By Caleb Skeath

This past Wednesday, the House Armed Services Committee’s Subcommittee on Emerging Threats and Capabilities held a hearing on military cybersecurity issues.  The hearing focused on the most pressing cyber threats to the nation’s security, as well as the need to grow the military’s cybersecurity workforce while maintaining high levels of skill and training.

Navy Adm. Michael Rogers, Commander of U.S. Cyber Command, described four different types of cyber threats that the U.S. faces:

  1. Autocratic governments, such as North Korea, that “view today’s open Internet as a lethal threat to their regimes;”
  2. Theft of intellectual property by states, individuals, and criminal organizations;
  3. Disruptive activities, such as denial-of-service attacks, malware, and network traffic manipulation; and
  4. States developing the capabilities and system access for hostile activities in cyberspace, either as a deterrence measure or in preparation for future attacks.

Adm. Rogers stressed the need for collaboration between the public and private sectors in order to address these threats, noting that neither the U.S. government nor the private sector can independently defend itself from cyberattacks.  However, he cautioned that there is no current “legal and policy framework” for sharing the Defense Department’s cybersecurity capabilities with the private sector.  According to Adm. Rogers, the creation of such a framework should be addressed in tandem with pending cybersecurity information-sharing legislation.
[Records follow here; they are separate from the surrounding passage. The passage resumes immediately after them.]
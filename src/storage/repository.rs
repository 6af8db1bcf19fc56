use rusqlite::{params, Connection, OptionalExtension};

use crate::metrics::EditorPeriodMetric;
use crate::normalize::CanonicalTask;
use crate::period::PeriodType;
use crate::phase::StatusEvent;

// ── Editors ────────────────────────────────────────────────────────

#[derive(Debug, Clone)]
pub struct Editor {
    pub editor_id: i64,
    pub name: String,
    pub team_id: Option<String>,
    pub role: String,
    pub admission_date: Option<String>,
    pub is_active: bool,
}

pub fn upsert_editor(
    conn: &Connection,
    editor_id: i64,
    name: &str,
    team_id: Option<&str>,
    role: &str,
    admission_date: Option<&str>,
) -> Result<(), rusqlite::Error> {
    conn.execute(
        "INSERT INTO editors (editor_id, name, team_id, role, admission_date, is_active, cached_at)
         VALUES (?1, ?2, ?3, ?4, ?5, 1, datetime('now'))
         ON CONFLICT(editor_id) DO UPDATE SET
           name=excluded.name, team_id=excluded.team_id, role=excluded.role,
           admission_date=excluded.admission_date, cached_at=excluded.cached_at",
        params![editor_id, name, team_id, role, admission_date],
    )?;
    Ok(())
}

/// Minimal editor upsert — inserts if the editor doesn't exist, updates the
/// name only when the stored one is empty. Used by the sync pipeline when it
/// only knows an assignee id and username; registry fields stay untouched.
pub fn upsert_editor_minimal(
    conn: &Connection,
    editor_id: i64,
    name: Option<&str>,
) -> Result<(), rusqlite::Error> {
    conn.execute(
        "INSERT INTO editors (editor_id, name, cached_at)
         VALUES (?1, ?2, datetime('now'))
         ON CONFLICT(editor_id) DO UPDATE SET
           name = CASE WHEN editors.name = '' AND excluded.name != ''
                       THEN excluded.name ELSE editors.name END",
        params![editor_id, name.unwrap_or("")],
    )?;
    Ok(())
}

pub fn list_editors(conn: &Connection) -> Result<Vec<Editor>, rusqlite::Error> {
    let mut stmt = conn.prepare(
        "SELECT editor_id, name, team_id, role, admission_date, is_active
         FROM editors ORDER BY name",
    )?;
    let rows = stmt.query_map([], |row| {
        Ok(Editor {
            editor_id: row.get(0)?,
            name: row.get(1)?,
            team_id: row.get(2)?,
            role: row.get(3)?,
            admission_date: row.get(4)?,
            is_active: row.get(5)?,
        })
    })?;
    rows.collect()
}

pub fn set_editor_active(
    conn: &Connection,
    editor_id: i64,
    is_active: bool,
) -> Result<bool, rusqlite::Error> {
    let count = conn.execute(
        "UPDATE editors SET is_active = ?2 WHERE editor_id = ?1",
        params![editor_id, is_active as i32],
    )?;
    Ok(count > 0)
}

// ── Task snapshots ─────────────────────────────────────────────────

pub fn upsert_task_snapshot(
    conn: &Connection,
    task: &CanonicalTask,
) -> Result<(), rusqlite::Error> {
    let phase = task.phase_time;
    conn.execute(
        "INSERT INTO task_snapshots (
            task_id, title, editor_id, editor_name, status, video_type,
            date_created_ms, date_closed_ms,
            editing_ms, revision_ms, alteration_ms, approval_ms, total_ms,
            time_tracked_hours, cached_at
        ) VALUES (?1, ?2, ?3, ?4, ?5, ?6, ?7, ?8, ?9, ?10, ?11, ?12, ?13, ?14, datetime('now'))
        ON CONFLICT(task_id) DO UPDATE SET
            title=excluded.title, editor_id=excluded.editor_id,
            editor_name=excluded.editor_name, status=excluded.status,
            video_type=excluded.video_type,
            date_created_ms=excluded.date_created_ms,
            date_closed_ms=excluded.date_closed_ms,
            editing_ms=excluded.editing_ms, revision_ms=excluded.revision_ms,
            alteration_ms=excluded.alteration_ms, approval_ms=excluded.approval_ms,
            total_ms=excluded.total_ms,
            time_tracked_hours=excluded.time_tracked_hours,
            cached_at=excluded.cached_at",
        params![
            task.id,
            task.title,
            task.editor_id,
            task.editor_name,
            task.status.as_str(),
            task.video_type.map(|v| v.as_str()),
            task.date_created_ms,
            task.date_closed_ms,
            phase.map(|p| p.editing_ms as i64),
            phase.map(|p| p.revision_ms as i64),
            phase.map(|p| p.alteration_ms as i64),
            phase.map(|p| p.approval_ms as i64),
            phase.map(|p| p.total_ms as i64),
            task.time_tracked_hours,
        ],
    )?;
    Ok(())
}

/// (total, completed) snapshot counts, for the status command.
pub fn snapshot_counts(conn: &Connection) -> Result<(i64, i64), rusqlite::Error> {
    conn.query_row(
        "SELECT COUNT(*),
                COALESCE(SUM(CASE WHEN status = 'completed' THEN 1 ELSE 0 END), 0)
         FROM task_snapshots",
        [],
        |row| Ok((row.get(0)?, row.get(1)?)),
    )
}

// ── Period metrics ─────────────────────────────────────────────────

pub fn upsert_period_metric(
    conn: &Connection,
    metric: &EditorPeriodMetric,
) -> Result<(), rusqlite::Error> {
    conn.execute(
        "INSERT INTO editor_period_metrics (
            editor_id, period_type, period_key, editor_name,
            period_start, period_end,
            total_videos, videos_with_alteration, alteration_rate,
            total_editing_hours, avg_editing_hours,
            productivity_score, quality_score, computed_at
        ) VALUES (?1, ?2, ?3, ?4, ?5, ?6, ?7, ?8, ?9, ?10, ?11, ?12, ?13, datetime('now'))
        ON CONFLICT(editor_id, period_type, period_key) DO UPDATE SET
            editor_name=excluded.editor_name,
            period_start=excluded.period_start, period_end=excluded.period_end,
            total_videos=excluded.total_videos,
            videos_with_alteration=excluded.videos_with_alteration,
            alteration_rate=excluded.alteration_rate,
            total_editing_hours=excluded.total_editing_hours,
            avg_editing_hours=excluded.avg_editing_hours,
            productivity_score=excluded.productivity_score,
            quality_score=excluded.quality_score,
            computed_at=excluded.computed_at",
        params![
            metric.editor_id,
            metric.period_type.as_str(),
            metric.period_key,
            metric.editor_name,
            metric.period_start.format("%Y-%m-%d").to_string(),
            metric.period_end.format("%Y-%m-%d").to_string(),
            metric.total_videos as i64,
            metric.videos_with_alteration as i64,
            metric.alteration_rate,
            metric.total_editing_hours,
            metric.avg_editing_hours,
            metric.productivity_score,
            metric.quality_score,
        ],
    )?;
    Ok(())
}

fn metric_from_row(row: &rusqlite::Row<'_>) -> Result<EditorPeriodMetric, rusqlite::Error> {
    let period_type_str: String = row.get(1)?;
    let period_type = PeriodType::parse(&period_type_str).map_err(|e| {
        rusqlite::Error::FromSqlConversionFailure(1, rusqlite::types::Type::Text, Box::new(e))
    })?;
    let start_str: String = row.get(4)?;
    let end_str: String = row.get(5)?;

    Ok(EditorPeriodMetric {
        editor_id: row.get(0)?,
        period_type,
        period_key: row.get(2)?,
        editor_name: row.get(3)?,
        period_start: chrono::NaiveDate::parse_from_str(&start_str, "%Y-%m-%d")
            .unwrap_or_default(),
        period_end: chrono::NaiveDate::parse_from_str(&end_str, "%Y-%m-%d").unwrap_or_default(),
        total_videos: row.get::<_, i64>(6)? as u64,
        videos_with_alteration: row.get::<_, i64>(7)? as u64,
        alteration_rate: row.get(8)?,
        total_editing_hours: row.get(9)?,
        avg_editing_hours: row.get(10)?,
        productivity_score: row.get(11)?,
        quality_score: row.get(12)?,
    })
}

const METRIC_COLUMNS: &str = "editor_id, period_type, period_key, editor_name, \
     period_start, period_end, total_videos, videos_with_alteration, alteration_rate, \
     total_editing_hours, avg_editing_hours, productivity_score, quality_score";

pub fn get_period_metric(
    conn: &Connection,
    editor_id: i64,
    period_type: PeriodType,
    period_key: &str,
) -> Result<Option<EditorPeriodMetric>, rusqlite::Error> {
    conn.query_row(
        &format!(
            "SELECT {METRIC_COLUMNS} FROM editor_period_metrics
             WHERE editor_id = ?1 AND period_type = ?2 AND period_key = ?3"
        ),
        params![editor_id, period_type.as_str(), period_key],
        metric_from_row,
    )
    .optional()
}

/// All editors' rows for one period, best productivity first.
pub fn list_period_metrics(
    conn: &Connection,
    period_type: PeriodType,
    period_key: &str,
) -> Result<Vec<EditorPeriodMetric>, rusqlite::Error> {
    let mut stmt = conn.prepare(&format!(
        "SELECT {METRIC_COLUMNS} FROM editor_period_metrics
         WHERE period_type = ?1 AND period_key = ?2
         ORDER BY productivity_score DESC, editor_name"
    ))?;
    let rows = stmt.query_map(params![period_type.as_str(), period_key], metric_from_row)?;
    rows.collect()
}

/// One editor's most recent rows of a period type, newest first.
pub fn list_editor_metrics(
    conn: &Connection,
    editor_id: i64,
    period_type: PeriodType,
    limit: u32,
) -> Result<Vec<EditorPeriodMetric>, rusqlite::Error> {
    let mut stmt = conn.prepare(&format!(
        "SELECT {METRIC_COLUMNS} FROM editor_period_metrics
         WHERE editor_id = ?1 AND period_type = ?2
         ORDER BY period_start DESC LIMIT ?3"
    ))?;
    let rows = stmt.query_map(
        params![editor_id, period_type.as_str(), limit],
        metric_from_row,
    )?;
    rows.collect()
}

// ── Status events ──────────────────────────────────────────────────

pub fn insert_status_event(
    conn: &Connection,
    task_id: &str,
    status: &str,
    timestamp_ms: i64,
) -> Result<(), rusqlite::Error> {
    conn.execute(
        "INSERT INTO status_events (task_id, status, timestamp_ms) VALUES (?1, ?2, ?3)",
        params![task_id, status, timestamp_ms],
    )?;
    Ok(())
}

/// Fetch all logged status events for the given tasks, ordered by task and
/// time so the resolver can pair consecutive events directly.
pub fn status_events_for_tasks(
    conn: &Connection,
    task_ids: &[String],
) -> Result<Vec<StatusEvent>, rusqlite::Error> {
    if task_ids.is_empty() {
        return Ok(Vec::new());
    }

    let placeholders = task_ids.iter().map(|_| "?").collect::<Vec<_>>().join(",");
    let sql = format!(
        "SELECT task_id, status, timestamp_ms FROM status_events
         WHERE task_id IN ({placeholders})
         ORDER BY task_id, timestamp_ms"
    );
    let mut stmt = conn.prepare(&sql)?;
    for (i, task_id) in task_ids.iter().enumerate() {
        stmt.raw_bind_parameter(i + 1, task_id)?;
    }

    let mut events = Vec::new();
    let mut rows = stmt.raw_query();
    while let Some(row) = rows.next()? {
        events.push(StatusEvent {
            task_id: row.get(0)?,
            status: row.get(1)?,
            timestamp_ms: row.get(2)?,
        });
    }
    Ok(events)
}

// ── Config ─────────────────────────────────────────────────────────

pub fn get_config(conn: &Connection, key: &str) -> Result<Option<String>, rusqlite::Error> {
    conn.query_row(
        "SELECT value FROM app_config WHERE key = ?1",
        params![key],
        |row| row.get(0),
    )
    .optional()
}

pub fn set_config(conn: &Connection, key: &str, value: &str) -> Result<(), rusqlite::Error> {
    conn.execute(
        "INSERT OR REPLACE INTO app_config (key, value, updated_at)
         VALUES (?1, ?2, datetime('now'))",
        params![key, value],
    )?;
    Ok(())
}

pub fn list_config(conn: &Connection) -> Result<Vec<(String, String)>, rusqlite::Error> {
    let mut stmt = conn.prepare("SELECT key, value FROM app_config ORDER BY key")?;
    let rows = stmt.query_map([], |row| Ok((row.get(0)?, row.get(1)?)))?;
    rows.collect()
}

// ── Sync jobs ──────────────────────────────────────────────────────

pub fn insert_sync_job(conn: &Connection) -> Result<i64, rusqlite::Error> {
    conn.execute(
        "INSERT INTO sync_jobs (status, started_at) VALUES ('running', datetime('now'))",
        [],
    )?;
    Ok(conn.last_insert_rowid())
}

#[allow(clippy::too_many_arguments)]
pub fn update_sync_job(
    conn: &Connection,
    job_id: i64,
    status: &str,
    tasks_processed: u64,
    tasks_saved: u64,
    metrics_saved: u64,
    error_message: Option<&str>,
    error_count: u64,
) -> Result<(), rusqlite::Error> {
    conn.execute(
        "UPDATE sync_jobs SET
            status = ?2, completed_at = datetime('now'),
            tasks_processed = ?3, tasks_saved = ?4, metrics_saved = ?5,
            error_count = ?6, error_message = ?7
         WHERE id = ?1",
        params![
            job_id,
            status,
            tasks_processed as i64,
            tasks_saved as i64,
            metrics_saved as i64,
            error_count as i64,
            error_message,
        ],
    )?;
    Ok(())
}

#[derive(Debug, Clone)]
pub struct SyncJobRow {
    pub id: i64,
    pub status: String,
    pub started_at: String,
    pub completed_at: Option<String>,
    pub tasks_processed: i64,
    pub tasks_saved: i64,
    pub metrics_saved: i64,
    pub error_count: i64,
}

pub fn last_sync_job(conn: &Connection) -> Result<Option<SyncJobRow>, rusqlite::Error> {
    conn.query_row(
        "SELECT id, status, started_at, completed_at,
                tasks_processed, tasks_saved, metrics_saved, error_count
         FROM sync_jobs ORDER BY id DESC LIMIT 1",
        [],
        |row| {
            Ok(SyncJobRow {
                id: row.get(0)?,
                status: row.get(1)?,
                started_at: row.get(2)?,
                completed_at: row.get(3)?,
                tasks_processed: row.get(4)?,
                tasks_saved: row.get(5)?,
                metrics_saved: row.get(6)?,
                error_count: row.get(7)?,
            })
        },
    )
    .optional()
}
The witnesses also highlighted the rapid progress of the military’s cybersecurity workforce and capabilities in recent years.  According to written testimony, the staffing of the U.S. Cyber Command’s Cyber Mission Force is approximately halfway complete, and the majority of the 6,200 personnel on 133 different teams will achieve initial operational capability by the end of fiscal year 2016.  During the course of the hearing, Adm. Rogers stated that the government’s current cybersecurity structure envisions the Department of Defense in a “supporting role” to the Department of Homeland Security, but stressed the need to test this system and chain of command to ensure that it works in responding to cyber incidents.

Each of the witnesses also expressed concern over the impact of potential sequestration and reduced defense budgets on the ability to grow and maintain the military’s cybersecurity capabilities.  When asked about what Congress can do to support the military’s cybersecurity efforts, Adm. Rogers responded that Congress must “ensure a steady resource stream” for recruitment and training of cybersecurity specialists.  Otherwise, he expressed concern that members of the U.S. Cyber Command could “walk away” from the military in favor of higher pay rates in the private sector.